Start of Block
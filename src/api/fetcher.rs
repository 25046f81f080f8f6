//! Fetch-or-populate adapter
//!
//! Cache-aside reads for network-backed resources: the response cache is
//! consulted first and filled from the network on a miss.

use bytes::Bytes;
use reqwest::Client;
use tracing::debug;

use crate::cache::{CacheStats, ExpiringCache};
use crate::error::{PokedexError, Result};

// == Resolution Result ==
/// Where a resolved payload came from.
#[derive(Debug, Clone, Copy, PartialEq, Eq)]
pub enum Origin {
    Cache,
    Network,
}

/// A resolved response body and its origin.
#[derive(Debug, Clone)]
pub struct Resolved {
    pub body: Bytes,
    pub origin: Origin,
}

// == Cached Fetcher ==
/// Resolves URLs through the response cache.
///
/// Keys are the full request URL. Only complete bodies of successful
/// responses are cached; failures leave the cache untouched.
#[derive(Debug)]
pub struct CachedFetcher {
    http: Client,
    cache: ExpiringCache,
}

impl CachedFetcher {
    // == Constructor ==
    /// Wraps an HTTP client and the cache it fills.
    pub fn new(http: Client, cache: ExpiringCache) -> Self {
        Self { http, cache }
    }

    // == Resolve ==
    /// Returns the body for `url`, from the cache when present.
    ///
    /// Cached bytes are returned as-is with no freshness check.
    pub async fn resolve(&self, url: &str) -> Result<Resolved> {
        if let Some(body) = self.cache.get(url).await {
            debug!(url, "Cache hit");
            return Ok(Resolved {
                body,
                origin: Origin::Cache,
            });
        }

        debug!(url, "Cache miss");
        let body = self.fetch(url).await?;
        Ok(Resolved {
            body,
            origin: Origin::Network,
        })
    }

    /// Fetches `url` from the network even if cached, replacing the entry.
    pub async fn refresh(&self, url: &str) -> Result<Bytes> {
        self.fetch(url).await
    }

    async fn fetch(&self, url: &str) -> Result<Bytes> {
        debug!(url, "Requesting");
        let response = self.http.get(url).send().await?;

        let status = response.status();
        if !status.is_success() {
            return Err(PokedexError::Upstream {
                url: url.to_string(),
                status,
            });
        }

        let body = response.bytes().await?;
        self.cache.add(url, body.clone()).await;
        debug!(url, bytes = body.len(), "Added to cache");
        Ok(body)
    }

    // == Accessors ==
    /// The response cache this fetcher reads and fills.
    pub fn cache(&self) -> &ExpiringCache {
        &self.cache
    }

    /// Snapshot of the response cache counters.
    pub async fn cache_stats(&self) -> CacheStats {
        self.cache.stats().await
    }

    /// Stops the cache sweep.
    pub async fn shutdown(&mut self) {
        self.cache.shutdown().await;
    }
}

#[cfg(test)]
mod tests {
    use super::*;
    use std::time::Duration;

    fn fetcher() -> CachedFetcher {
        CachedFetcher::new(Client::new(), ExpiringCache::new(Duration::from_secs(60)))
    }

    #[tokio::test]
    async fn test_resolve_prefers_cache() {
        let fetcher = fetcher();
        // Nothing listens here; a network attempt would fail
        let url = "http://127.0.0.1:9/location-area/";
        fetcher.cache().add(url, "cached-body").await;

        let resolved = fetcher.resolve(url).await.unwrap();

        assert_eq!(resolved.origin, Origin::Cache);
        assert_eq!(resolved.body, Bytes::from("cached-body"));
    }

    #[tokio::test]
    async fn test_transport_failure_is_not_cached() {
        let fetcher = fetcher();
        let url = "http://127.0.0.1:9/pokemon/pikachu";

        let result = fetcher.resolve(url).await;

        assert!(matches!(result, Err(PokedexError::Transport(_))));
        assert!(fetcher.cache().get(url).await.is_none());
    }
}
End of Block
### [Required action]
Beginning with the opening line above, retype the records exactly through the line with "bodies of successful", both ends included.

### [Response area]
filename src/api/fetcher.rs
repository 25046f81f080f8f6
//! Fetch-or-populate adapter
//!
//! Cache-aside reads for network-backed resources: the response cache is
//! consulted first and filled from the network on a miss.

use bytes::Bytes;
use reqwest::Client;
use tracing::debug;

use crate::cache::{CacheStats, ExpiringCache};
use crate::error::{PokedexError, Result};

// == Resolution Result ==
/// Where a resolved payload came from.
#[derive(Debug, Clone, Copy, PartialEq, Eq)]
pub enum Origin {
    Cache,
    Network,
}

/// A resolved response body and its origin.
#[derive(Debug, Clone)]
pub struct Resolved {
    pub body: Bytes,
    pub origin: Origin,
}

// == Cached Fetcher ==
/// Resolves URLs through the response cache.
///
/// Keys are the full request URL. Only complete bodies of successful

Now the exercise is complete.